[[ Record extracts, beginning ]]

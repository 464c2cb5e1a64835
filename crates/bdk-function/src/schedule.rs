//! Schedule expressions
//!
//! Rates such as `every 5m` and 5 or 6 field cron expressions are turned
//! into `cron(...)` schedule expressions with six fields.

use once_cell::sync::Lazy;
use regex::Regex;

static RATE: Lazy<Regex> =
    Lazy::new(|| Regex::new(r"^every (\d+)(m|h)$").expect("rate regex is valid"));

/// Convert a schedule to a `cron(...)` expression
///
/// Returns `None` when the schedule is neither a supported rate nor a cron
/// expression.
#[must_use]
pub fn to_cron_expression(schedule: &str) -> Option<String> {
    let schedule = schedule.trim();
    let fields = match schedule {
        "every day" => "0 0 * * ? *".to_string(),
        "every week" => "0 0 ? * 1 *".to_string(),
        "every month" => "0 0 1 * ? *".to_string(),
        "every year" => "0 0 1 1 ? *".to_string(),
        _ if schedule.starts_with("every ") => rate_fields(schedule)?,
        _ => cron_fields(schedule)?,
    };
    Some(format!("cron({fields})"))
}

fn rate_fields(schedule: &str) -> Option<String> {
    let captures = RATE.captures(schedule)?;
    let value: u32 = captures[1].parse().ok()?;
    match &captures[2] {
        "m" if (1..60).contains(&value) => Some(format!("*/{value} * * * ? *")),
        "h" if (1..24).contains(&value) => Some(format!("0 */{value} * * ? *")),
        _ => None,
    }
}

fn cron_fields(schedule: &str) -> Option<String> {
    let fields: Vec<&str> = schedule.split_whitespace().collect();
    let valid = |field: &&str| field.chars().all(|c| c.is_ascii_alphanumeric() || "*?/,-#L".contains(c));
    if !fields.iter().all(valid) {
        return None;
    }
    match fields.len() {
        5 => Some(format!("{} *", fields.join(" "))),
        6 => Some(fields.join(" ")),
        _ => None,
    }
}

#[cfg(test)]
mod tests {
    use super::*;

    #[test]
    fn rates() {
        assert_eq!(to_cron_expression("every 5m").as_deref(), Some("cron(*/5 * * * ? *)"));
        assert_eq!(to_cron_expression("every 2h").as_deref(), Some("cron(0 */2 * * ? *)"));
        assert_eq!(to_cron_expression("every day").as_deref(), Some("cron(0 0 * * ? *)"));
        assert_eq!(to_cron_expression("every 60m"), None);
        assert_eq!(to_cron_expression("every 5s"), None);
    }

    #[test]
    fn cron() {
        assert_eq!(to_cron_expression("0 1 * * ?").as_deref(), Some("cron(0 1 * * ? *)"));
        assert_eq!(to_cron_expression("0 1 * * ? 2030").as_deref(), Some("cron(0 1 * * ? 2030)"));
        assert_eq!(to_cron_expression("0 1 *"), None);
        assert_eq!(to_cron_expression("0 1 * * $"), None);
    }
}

[[ Record extracts, end ]]
[[ Record extracts, beginning ]]

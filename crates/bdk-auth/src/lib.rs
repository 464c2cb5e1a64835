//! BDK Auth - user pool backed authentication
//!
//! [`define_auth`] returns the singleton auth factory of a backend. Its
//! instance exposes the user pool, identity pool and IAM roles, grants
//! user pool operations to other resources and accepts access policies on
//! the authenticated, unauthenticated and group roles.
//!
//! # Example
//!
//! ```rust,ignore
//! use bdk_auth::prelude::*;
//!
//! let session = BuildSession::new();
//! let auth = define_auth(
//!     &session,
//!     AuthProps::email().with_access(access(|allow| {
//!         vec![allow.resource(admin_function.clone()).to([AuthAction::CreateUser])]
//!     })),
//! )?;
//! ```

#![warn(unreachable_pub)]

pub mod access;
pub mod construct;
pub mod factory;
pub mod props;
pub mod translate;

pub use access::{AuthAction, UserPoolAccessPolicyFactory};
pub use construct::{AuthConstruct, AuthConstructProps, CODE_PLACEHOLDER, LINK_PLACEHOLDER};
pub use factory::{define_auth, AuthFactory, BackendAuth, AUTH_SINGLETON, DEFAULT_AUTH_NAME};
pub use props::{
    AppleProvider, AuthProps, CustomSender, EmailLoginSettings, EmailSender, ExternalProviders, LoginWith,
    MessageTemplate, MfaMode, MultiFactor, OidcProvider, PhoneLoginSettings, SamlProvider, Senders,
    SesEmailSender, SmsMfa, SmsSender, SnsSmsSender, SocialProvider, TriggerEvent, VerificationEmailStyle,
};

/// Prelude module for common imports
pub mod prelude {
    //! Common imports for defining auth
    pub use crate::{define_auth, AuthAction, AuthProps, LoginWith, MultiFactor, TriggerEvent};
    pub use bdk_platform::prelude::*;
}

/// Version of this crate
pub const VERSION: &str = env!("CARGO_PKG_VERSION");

[[ Record extracts, end ]]
[[ Record extracts, beginning ]]

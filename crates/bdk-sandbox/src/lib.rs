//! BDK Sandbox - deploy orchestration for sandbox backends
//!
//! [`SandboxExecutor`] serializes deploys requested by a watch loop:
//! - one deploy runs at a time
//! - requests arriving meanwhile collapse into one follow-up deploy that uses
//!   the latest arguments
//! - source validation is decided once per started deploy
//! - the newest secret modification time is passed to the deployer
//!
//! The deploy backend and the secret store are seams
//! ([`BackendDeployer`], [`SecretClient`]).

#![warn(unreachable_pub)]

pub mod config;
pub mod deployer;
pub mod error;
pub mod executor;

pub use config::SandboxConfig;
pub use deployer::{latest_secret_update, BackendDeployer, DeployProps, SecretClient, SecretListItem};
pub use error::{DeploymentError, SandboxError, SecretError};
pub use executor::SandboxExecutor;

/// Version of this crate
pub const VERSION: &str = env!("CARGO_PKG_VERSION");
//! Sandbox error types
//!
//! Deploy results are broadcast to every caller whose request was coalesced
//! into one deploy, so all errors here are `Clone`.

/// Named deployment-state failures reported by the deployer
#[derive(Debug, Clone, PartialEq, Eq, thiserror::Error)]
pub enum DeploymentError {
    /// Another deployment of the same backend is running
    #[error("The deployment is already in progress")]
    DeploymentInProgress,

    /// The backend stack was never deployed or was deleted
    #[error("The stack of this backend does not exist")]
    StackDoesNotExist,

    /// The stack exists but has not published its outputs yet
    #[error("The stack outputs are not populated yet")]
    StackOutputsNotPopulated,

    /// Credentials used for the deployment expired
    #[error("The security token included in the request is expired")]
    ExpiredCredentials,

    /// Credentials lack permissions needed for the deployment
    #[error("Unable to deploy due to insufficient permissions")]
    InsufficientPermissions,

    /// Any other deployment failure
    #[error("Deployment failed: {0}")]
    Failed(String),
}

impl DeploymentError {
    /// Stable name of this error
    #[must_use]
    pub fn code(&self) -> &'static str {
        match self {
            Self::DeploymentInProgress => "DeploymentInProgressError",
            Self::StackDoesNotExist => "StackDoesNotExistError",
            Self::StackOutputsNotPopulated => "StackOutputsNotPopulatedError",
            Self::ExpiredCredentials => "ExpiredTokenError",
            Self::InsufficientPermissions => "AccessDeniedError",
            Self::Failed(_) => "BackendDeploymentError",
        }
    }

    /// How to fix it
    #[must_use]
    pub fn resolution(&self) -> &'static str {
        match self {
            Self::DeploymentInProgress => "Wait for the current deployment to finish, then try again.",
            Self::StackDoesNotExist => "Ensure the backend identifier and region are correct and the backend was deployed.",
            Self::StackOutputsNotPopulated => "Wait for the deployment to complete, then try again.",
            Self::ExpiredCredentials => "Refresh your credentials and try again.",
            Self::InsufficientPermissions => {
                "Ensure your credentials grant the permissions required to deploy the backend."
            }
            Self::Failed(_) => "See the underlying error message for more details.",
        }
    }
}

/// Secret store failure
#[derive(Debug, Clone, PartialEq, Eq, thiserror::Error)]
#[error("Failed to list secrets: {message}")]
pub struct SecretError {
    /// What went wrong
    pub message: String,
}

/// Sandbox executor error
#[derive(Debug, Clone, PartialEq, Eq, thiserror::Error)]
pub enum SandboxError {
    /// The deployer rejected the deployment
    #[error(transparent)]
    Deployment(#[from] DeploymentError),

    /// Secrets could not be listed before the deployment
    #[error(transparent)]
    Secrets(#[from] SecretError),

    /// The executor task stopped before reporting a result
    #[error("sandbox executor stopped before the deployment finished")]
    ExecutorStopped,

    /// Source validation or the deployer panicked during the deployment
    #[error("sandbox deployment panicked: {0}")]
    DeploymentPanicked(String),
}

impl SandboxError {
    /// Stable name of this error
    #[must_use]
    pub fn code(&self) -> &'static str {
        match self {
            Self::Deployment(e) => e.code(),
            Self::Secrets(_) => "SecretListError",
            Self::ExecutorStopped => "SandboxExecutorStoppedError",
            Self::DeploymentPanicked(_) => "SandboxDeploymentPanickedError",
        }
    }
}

[[ Record extracts, end ]]

How to complete this task: Each line carrying the string "allow" should be copied out from the entries.

Solved problem:
//!     AuthProps::email().with_access(access(|allow| {
//!         vec![allow.resource(admin_function.clone()).to([AuthAction::CreateUser])]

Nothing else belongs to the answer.